十六12あなたがエジプトで奴隷であったことを覚え、これらのおきてを守り行いなさい。

 その事を思い出して、今あるここでの生活に、苦労や悲しみや難しさはあっても、そもそもいまここにある生活そのものが、もはや奴隷としての歩みではなくて、神の民としての歩みであることを思い返し、喜びを取り戻して、感謝と分かち合いをするのです。[3]

 さて、この申命記から千五百年ほど後、イエス・キリストが来られて、この過越の小羊を屠る日に十字架に掛かられました。それ以来、教会は、主イエスの下さった救いを感謝して、日曜には礼拝を捧げ、イースターやペンテコステやクリスマスといった年間の教会暦を通して、主の恵みを思い返しているわけです。申命記で命じられていることは、イエスの民の歩みを指し示していたと言えますし、私たちもここから教えられることがあるわけです。

 特に私がハッとさせられたことがあります。ここでの「種を入れないパンの祭り」がエジプトでの奴隷生活を思い出し、そこから救われたことを思い出しなさい、と言われていますね。その救い出される時には、小羊を屠り、その血を家の門に塗りつける儀式をしました。そうしなかったエジプトの全ての家には、主が初子のいのちを取られるという、決定的な裁きが下りました。それによって、エジプトの王ファラオはようやく敗北を認めて、イスラエルの民を出て行かせたのです。それは恐るべき裁きでした。確かに、イスラエルの民は、自分たちが小羊を屠ることで初子を奪われずに済んだ、守られた、という感謝はあったのでしょう。けれども、それが一番大事なことではありませんでした。ここで強調されているのは、奴隷であったことです。そこから救い出された出来事は、過越の小羊の生け贄や、初子の死を免れたことですが、それを感謝する以上に、そもそもの奴隷生活から救われて、今は神の民として歩んでいる、ということにこそ、祭りで思い出し、喜びや分かち合いへ繋がっていく記憶があるのです。

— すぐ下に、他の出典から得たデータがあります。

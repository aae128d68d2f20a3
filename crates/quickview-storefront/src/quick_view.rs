//! The active product detail view.
//!
//! At most one product is open at a time. Each load is tracked by a
//! [`FetchTicket`]; opening another product, refreshing, or closing cancels
//! the outstanding ticket, and [`QuickView::complete`] ignores results for any
//! ticket that is cancelled or no longer current. The last request wins.

use std::sync::atomic::{AtomicBool, Ordering};
use std::sync::Arc;

use quickview_core::Product;
use quickview_variants::VariantSelection;

use crate::client::StorefrontClient;
use crate::error::StorefrontError;

/// Handle to one in-flight product load.
#[derive(Debug, Clone)]
pub struct FetchTicket {
    request_id: u64,
    handle: String,
    cancelled: Arc<AtomicBool>,
}

impl FetchTicket {
    #[must_use]
    pub fn request_id(&self) -> u64 {
        self.request_id
    }

    #[must_use]
    pub fn handle(&self) -> &str {
        &self.handle
    }

    #[must_use]
    pub fn is_cancelled(&self) -> bool {
        self.cancelled.load(Ordering::Acquire)
    }

    fn cancel(&self) {
        self.cancelled.store(true, Ordering::Release);
    }

    /// Loads the ticket's product. Hand the result to [`QuickView::complete`].
    ///
    /// # Errors
    ///
    /// Propagates [`StorefrontClient::fetch_product_by_handle`] errors.
    pub async fn fetch(
        &self,
        client: &StorefrontClient,
    ) -> Result<Option<Product>, StorefrontError> {
        client.fetch_product_by_handle(&self.handle).await
    }
}

/// A loaded product and the shopper's selection on it.
#[derive(Debug, Clone)]
pub struct ProductView {
    pub product: Product,
    pub selection: VariantSelection,
}

#[derive(Debug, Clone, Default)]
pub enum QuickViewState {
    #[default]
    Closed,
    Loading {
        handle: String,
    },
    Ready(Box<ProductView>),
    NotFound {
        handle: String,
    },
    Failed {
        handle: String,
        message: String,
    },
}

#[derive(Debug, Default)]
pub struct QuickView {
    state: QuickViewState,
    in_flight: Option<FetchTicket>,
    next_request_id: u64,
}

impl QuickView {
    #[must_use]
    pub fn new() -> Self {
        Self::default()
    }

    #[must_use]
    pub fn state(&self) -> &QuickViewState {
        &self.state
    }

    #[must_use]
    pub fn is_open(&self) -> bool {
        !matches!(self.state, QuickViewState::Closed)
    }

    /// The loaded product view, when the state is `Ready`.
    #[must_use]
    pub fn view(&self) -> Option<&ProductView> {
        match &self.state {
            QuickViewState::Ready(view) => Some(&**view),
            _ => None,
        }
    }

    pub fn view_mut(&mut self) -> Option<&mut ProductView> {
        match &mut self.state {
            QuickViewState::Ready(view) => Some(&mut **view),
            _ => None,
        }
    }

    /// Opens `handle`, cancelling any outstanding load, and returns the ticket
    /// for the new load.
    ///
    /// Reopening the product that is already `Ready` is a [`Self::refresh`]:
    /// the view and the shopper's selection stay in place.
    pub fn open(&mut self, handle: &str) -> FetchTicket {
        if self.view().is_some_and(|view| view.product.handle == handle) {
            if let Some(ticket) = self.refresh() {
                return ticket;
            }
        }

        let ticket = self.issue_ticket(handle);
        tracing::debug!(handle, request_id = ticket.request_id, "opening quick view");
        self.state = QuickViewState::Loading {
            handle: handle.to_owned(),
        };
        ticket
    }

    /// Reloads the open product. A `Ready` view stays visible while the load
    /// runs. Returns `None` when nothing is open.
    pub fn refresh(&mut self) -> Option<FetchTicket> {
        let handle = match &self.state {
            QuickViewState::Closed => return None,
            QuickViewState::Loading { handle }
            | QuickViewState::NotFound { handle }
            | QuickViewState::Failed { handle, .. } => handle.clone(),
            QuickViewState::Ready(view) => view.product.handle.clone(),
        };

        let ticket = self.issue_ticket(&handle);
        tracing::debug!(handle = %handle, request_id = ticket.request_id, "refreshing quick view");
        if !matches!(self.state, QuickViewState::Ready(_)) {
            self.state = QuickViewState::Loading { handle };
        }
        Some(ticket)
    }

    /// Closes the view and cancels any outstanding load.
    pub fn close(&mut self) {
        self.cancel_in_flight();
        self.state = QuickViewState::Closed;
    }

    /// Applies the result of `ticket`'s load.
    ///
    /// Returns `false` and leaves the state untouched when the ticket was
    /// cancelled or superseded. A fresh product for an already `Ready` view of
    /// the same handle goes through [`VariantSelection::replace_catalog`], so
    /// the selection survives unless the catalog's structure changed.
    pub fn complete(
        &mut self,
        ticket: &FetchTicket,
        result: Result<Option<Product>, StorefrontError>,
    ) -> bool {
        let is_current = self
            .in_flight
            .as_ref()
            .is_some_and(|t| t.request_id == ticket.request_id);
        if ticket.is_cancelled() || !is_current {
            tracing::debug!(
                handle = %ticket.handle,
                request_id = ticket.request_id,
                "discarding stale quick view result"
            );
            return false;
        }
        self.in_flight = None;

        let handle = ticket.handle.clone();
        self.state = match result {
            Ok(Some(product)) => match std::mem::take(&mut self.state) {
                QuickViewState::Ready(mut view) if view.product.handle == product.handle => {
                    view.selection
                        .replace_catalog(product.options.clone(), product.variants.clone());
                    view.product = product;
                    QuickViewState::Ready(view)
                }
                _ => {
                    let selection = VariantSelection::for_product(&product);
                    QuickViewState::Ready(Box::new(ProductView { product, selection }))
                }
            },
            Ok(None) => {
                tracing::info!(handle = %handle, "quick view product not found");
                QuickViewState::NotFound { handle }
            }
            Err(e) => {
                tracing::error!(handle = %handle, error = %e, "quick view load failed");
                QuickViewState::Failed {
                    handle,
                    message: e.to_string(),
                }
            }
        };
        true
    }

    fn issue_ticket(&mut self, handle: &str) -> FetchTicket {
        self.cancel_in_flight();
        self.next_request_id += 1;
        let ticket = FetchTicket {
            request_id: self.next_request_id,
            handle: handle.to_owned(),
            cancelled: Arc::new(AtomicBool::new(false)),
        };
        self.in_flight = Some(ticket.clone());
        ticket
    }

    fn cancel_in_flight(&mut self) {
        if let Some(ticket) = self.in_flight.take() {
            ticket.cancel();
        }
    }
}

#[cfg(test)]
#[path = "quick_view_test.rs"]
mod tests;
use std::collections::BTreeMap;

use axum::{
    extract::{Path, Query, State},
    Extension, Json,
};
use quickview_core::{Image, Product, ProductVariant, SelectedOptions};
use quickview_variants::{
    can_add_to_bag, compare_at_display, display_price, gallery_images, OptionGroup,
    VariantSelection,
};
use serde::Serialize;

use crate::middleware::RequestId;

use super::{map_storefront_error, ApiError, ApiResponse, AppState};

/// What the quick view modal renders for one selection.
#[derive(Debug, Serialize)]
#[serde(rename_all = "camelCase")]
pub(super) struct SelectionView {
    handle: String,
    selected_options: SelectedOptions,
    resolved_variant: Option<ProductVariant>,
    /// Decimal amount of the resolved variant's price.
    price: Option<String>,
    display_price: String,
    compare_at_price: Option<String>,
    can_add_to_bag: bool,
    selected_variant_image: Option<Image>,
    gallery: Vec<Image>,
    option_groups: Vec<OptionGroup>,
    /// Query parameters that did not name an option of the product.
    ignored_params: Vec<String>,
}

impl SelectionView {
    fn build(product: &Product, overrides: BTreeMap<String, String>) -> Self {
        let mut selection = VariantSelection::for_product(product);
        let mut ignored_params = Vec::new();

        for (name, value) in overrides {
            if product.options.iter().any(|o| o.name == name) {
                selection.select_option(name, value);
            } else {
                ignored_params.push(name);
            }
        }

        let state = selection.state();
        let display = display_price(product, state.resolved_variant);
        let compare_at_price = compare_at_display(product, state.resolved_variant, &display);

        Self {
            handle: product.handle.clone(),
            selected_options: state.selected_options.clone(),
            resolved_variant: state.resolved_variant.cloned(),
            price: state.price.map(str::to_owned),
            display_price: display,
            compare_at_price,
            can_add_to_bag: can_add_to_bag(state.resolved_variant),
            selected_variant_image: state.selected_variant_image.cloned(),
            gallery: gallery_images(product, state.selected_variant_image)
                .into_iter()
                .cloned()
                .collect(),
            option_groups: selection.option_groups(),
            ignored_params,
        }
    }
}

async fn load_product(
    state: &AppState,
    req_id: &RequestId,
    handle: &str,
) -> Result<Product, ApiError> {
    state
        .client
        .fetch_product_by_handle(handle)
        .await
        .map_err(|e| map_storefront_error(req_id.0.clone(), &e, "product"))?
        .ok_or_else(|| {
            ApiError::new(
                req_id.0.clone(),
                "not_found",
                format!("Product with handle \"{handle}\" not found"),
            )
        })
}

pub(super) async fn get_product(
    State(state): State<AppState>,
    Extension(req_id): Extension<RequestId>,
    Path(handle): Path<String>,
) -> Result<Json<ApiResponse<Product>>, ApiError> {
    let product = load_product(&state, &req_id, &handle).await?;
    Ok(Json(ApiResponse::new(product, req_id.0)))
}

/// Resolves a selection server-side: defaults, then one override per query
/// parameter naming an option (`?Size=M&Color=Blue`).
pub(super) async fn get_selection(
    State(state): State<AppState>,
    Extension(req_id): Extension<RequestId>,
    Path(handle): Path<String>,
    Query(overrides): Query<BTreeMap<String, String>>,
) -> Result<Json<ApiResponse<SelectionView>>, ApiError> {
    let product = load_product(&state, &req_id, &handle).await?;
    let view = SelectionView::build(&product, overrides);
    tracing::debug!(
        handle = %handle,
        resolved = view.resolved_variant.is_some(),
        can_add_to_bag = view.can_add_to_bag,
        "resolved selection"
    );
    Ok(Json(ApiResponse::new(view, req_id.0)))
}
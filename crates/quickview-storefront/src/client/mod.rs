//! HTTP client for the Shopify Storefront GraphQL API.

mod catalog;
mod endpoint;

use std::time::Duration;

use quickview_core::{AppConfig, TokenKind};
use reqwest::{Client, Url};
use serde::de::DeserializeOwned;
use serde::Serialize;

use crate::error::StorefrontError;
use crate::types::GraphQlResponse;

pub use endpoint::parse_endpoint;
// Re-export for test visibility via `use super::*`
#[cfg(test)]
use endpoint::extract_domain;

/// Largest page the Storefront API serves for `first:` arguments.
pub const MAX_PAGE_SIZE: u32 = 250;

/// Seconds to report when a 429 carries no usable `Retry-After`.
const DEFAULT_RETRY_AFTER_SECS: u64 = 60;

/// HTTP client for one shop's Storefront GraphQL endpoint.
///
/// Each call is a single POST with no retries. Rate limiting (429), other
/// non-2xx statuses, GraphQL `errors`, and missing `data` surface as typed
/// [`StorefrontError`]s. A `null` product or collection is `Ok(None)`.
pub struct StorefrontClient {
    client: Client,
    endpoint: Url,
    token_header: &'static str,
    token: String,
}

impl std::fmt::Debug for StorefrontClient {
    fn fmt(&self, f: &mut std::fmt::Formatter<'_>) -> std::fmt::Result {
        f.debug_struct("StorefrontClient")
            .field("endpoint", &self.endpoint.as_str())
            .field("token_header", &self.token_header)
            .field("token", &"[redacted]")
            .finish_non_exhaustive()
    }
}

#[derive(Serialize)]
#[serde(rename_all = "camelCase")]
struct GraphQlRequest<'a, V> {
    query: &'a str,
    operation_name: &'a str,
    variables: V,
}

impl StorefrontClient {
    /// Creates a client for the shop described by `config`.
    ///
    /// # Errors
    ///
    /// - [`StorefrontError::InvalidEndpoint`] if the configured domain does
    ///   not form a valid endpoint URL.
    /// - [`StorefrontError::Http`] if the underlying `reqwest::Client`
    ///   cannot be constructed.
    pub fn new(config: &AppConfig) -> Result<Self, StorefrontError> {
        Self::with_endpoint(
            &config.storefront_endpoint(),
            config.storefront_token_kind,
            &config.storefront_access_token,
            config.request_timeout_secs,
            &config.user_agent,
        )
    }

    /// Creates a client for an explicit endpoint URL (tests point this at a
    /// mock server).
    ///
    /// # Errors
    ///
    /// Same as [`Self::new`].
    pub fn with_endpoint(
        endpoint: &str,
        token_kind: TokenKind,
        token: &str,
        timeout_secs: u64,
        user_agent: &str,
    ) -> Result<Self, StorefrontError> {
        let endpoint = parse_endpoint(endpoint)?;
        let client = Client::builder()
            .timeout(Duration::from_secs(timeout_secs))
            .connect_timeout(Duration::from_secs(10))
            .user_agent(user_agent)
            .build()?;
        Ok(Self {
            client,
            endpoint,
            token_header: token_kind.header_name(),
            token: token.to_owned(),
        })
    }

    #[must_use]
    pub fn endpoint(&self) -> &str {
        self.endpoint.as_str()
    }

    /// Runs one GraphQL operation and returns its `data`.
    ///
    /// # Errors
    ///
    /// - [`StorefrontError::RateLimited`] on HTTP 429.
    /// - [`StorefrontError::UnexpectedStatus`] on any other non-2xx status.
    /// - [`StorefrontError::Http`] on network or TLS failure.
    /// - [`StorefrontError::Deserialize`] if the body does not match `T`.
    /// - [`StorefrontError::GraphQl`] if the response lists any errors.
    /// - [`StorefrontError::MissingData`] if `data` is absent or `null`.
    async fn execute<T, V>(
        &self,
        operation: &str,
        query: &str,
        variables: V,
    ) -> Result<T, StorefrontError>
    where
        T: DeserializeOwned,
        V: Serialize,
    {
        let request = GraphQlRequest {
            query,
            operation_name: operation,
            variables,
        };

        let response = self
            .client
            .post(self.endpoint.clone())
            .header(reqwest::header::ACCEPT, "application/json")
            .header(self.token_header, &self.token)
            .json(&request)
            .send()
            .await?;
        let status = response.status();

        if status == reqwest::StatusCode::TOO_MANY_REQUESTS {
            let retry_after_secs = response
                .headers()
                .get(reqwest::header::RETRY_AFTER)
                .and_then(|v| v.to_str().ok())
                .and_then(|s| s.trim().parse::<u64>().ok())
                .unwrap_or(DEFAULT_RETRY_AFTER_SECS);

            return Err(StorefrontError::RateLimited {
                domain: endpoint::extract_domain(&self.endpoint),
                retry_after_secs,
            });
        }

        if !status.is_success() {
            return Err(StorefrontError::UnexpectedStatus {
                status: status.as_u16(),
                url: self.endpoint.to_string(),
            });
        }

        let body = response.text().await?;
        let parsed = serde_json::from_str::<GraphQlResponse<T>>(&body).map_err(|e| {
            StorefrontError::Deserialize {
                context: format!(
                    "{operation} response from {}",
                    endpoint::extract_domain(&self.endpoint)
                ),
                source: e,
            }
        })?;

        if !parsed.errors.is_empty() {
            for error in &parsed.errors {
                tracing::warn!(
                    operation,
                    message = %error.message,
                    path = ?error.path,
                    "storefront GraphQL error"
                );
            }
            return Err(StorefrontError::GraphQl {
                operation: operation.to_owned(),
                messages: parsed.errors.into_iter().map(|e| e.message).collect(),
            });
        }

        parsed.data.ok_or_else(|| StorefrontError::MissingData {
            operation: operation.to_owned(),
        })
    }
}

#[cfg(test)]
#[path = "../client_test.rs"]
mod tests;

 教会でもそうではないでしょうか。私たちは、主イエス・キリストが私たちを救うために、十字架に掛かり、本当の過越の羊となってくださった事を感謝します。しかし、そのおかげで神の怒りや地獄への滅びを免れた、と言うならば一面的過ぎるのでしょう。神の怒りから救われたという以前に、神から離れ、自分が神のようになり、人間が人間を酷使したり、道具としたりするような奴隷社会があったのです。自由だけでなく、権利や尊厳を奪われます。希望が持てず、強いストレスが溜まります。殺伐とした言葉で傷つけ合います。自分がされたように同胞や家庭でも横暴に振る舞います。子どもに安心や希望や自己肯定感を持たせられず、関係は破綻しやすくなります。そういう「間化」が奴隷ですね。
 今の日本でも、ブラック企業や過労死を典型として、学歴や競争社会やあらゆる所に、人間が尊厳を奪われて、優劣を付けられる「奴隷化」があります。そして、奴隷は最後には役に立たなくて捨てられます。捨てられることに怯えながら生きるのです。そうした生き方を神は激しく悲しまれ、奴隷の価値観から、本来の、神に造られ、神に愛されている者としての生き方へと回復させてくださいます。そのためのイエス・キリストの十字架と復活でした。それ程までの犠牲を惜しまずに、神は、私たちを、奴隷ではなく愛されている神の子として、喜びをもって、共に分かち合う民として、決して人を捨てたり捨てられたりしない歩みへと召し出してくださいました。それが、奴隷であったことを覚えて、今ここで、共に喜び祝いなさい、と言われているメッセージです。[4]

 18節以下には、

「さばきつかさ」

と呼ばれるリーダーが任命されることが述べられています。賄賂を取らず、ひたすら正義を追い求めなさい、と言われています(20節)。そして、21~22節以下には、偶像崇拝を禁じる命令が出て来ます。裁判を必要とする問題も予想されていますし、賄賂や偶像の誘惑に負けそうになる事だって起こりうるのです。私たちの歩みそのものです。悩みや問題があり、お金や力の強いものが幅を利かせやすい、そういう社会です。その中にあって、私たちは、毎週の礼拝や折々の行事と交わりとを通して、主の救いの御業を覚えて、喜びを取り戻すのです。ともに喜ぶことによって守られるのです。貧乏や病気や、豊作や不作や、裁判沙汰や外国人や、あれこれと抱えた生活が、もはや奴隷ではない(人の奴隷でも、欲望や恐れや社会の奴隷でもなく)神の民としてある。自分だけでなく、他の人も神の民として生かされている。その大きな祝福に立ち帰って、ともに喜びなさい、と言われています。[5]

 

「私たちが生活のただ中で、奴隷ではなく、神の民として、人間として、愛され、尊ばれ、希望を約束された者として歩むことを、あなたが強く願ってくださる恵みに感謝します。喜びを失った形式的な歩みを、喜びを支える生活へ、どうぞ御霊が整えてください。喜びを、感謝を、互いに支え合わせてください。今から主の聖晩餐に与り、恵みを共に味わわせてください」



[1] もちろん、この三つの祭りだけだったわけではありません。普段も、週ごとの安息日があり、毎月の新月の祝いがありました。それに加えて、更に、だったのです。これは、教会においても、毎週の礼拝を基本としつつ、それだけではなく、教会暦を通して、年間で神のドラマに触れていく必要にも通じるでしょう。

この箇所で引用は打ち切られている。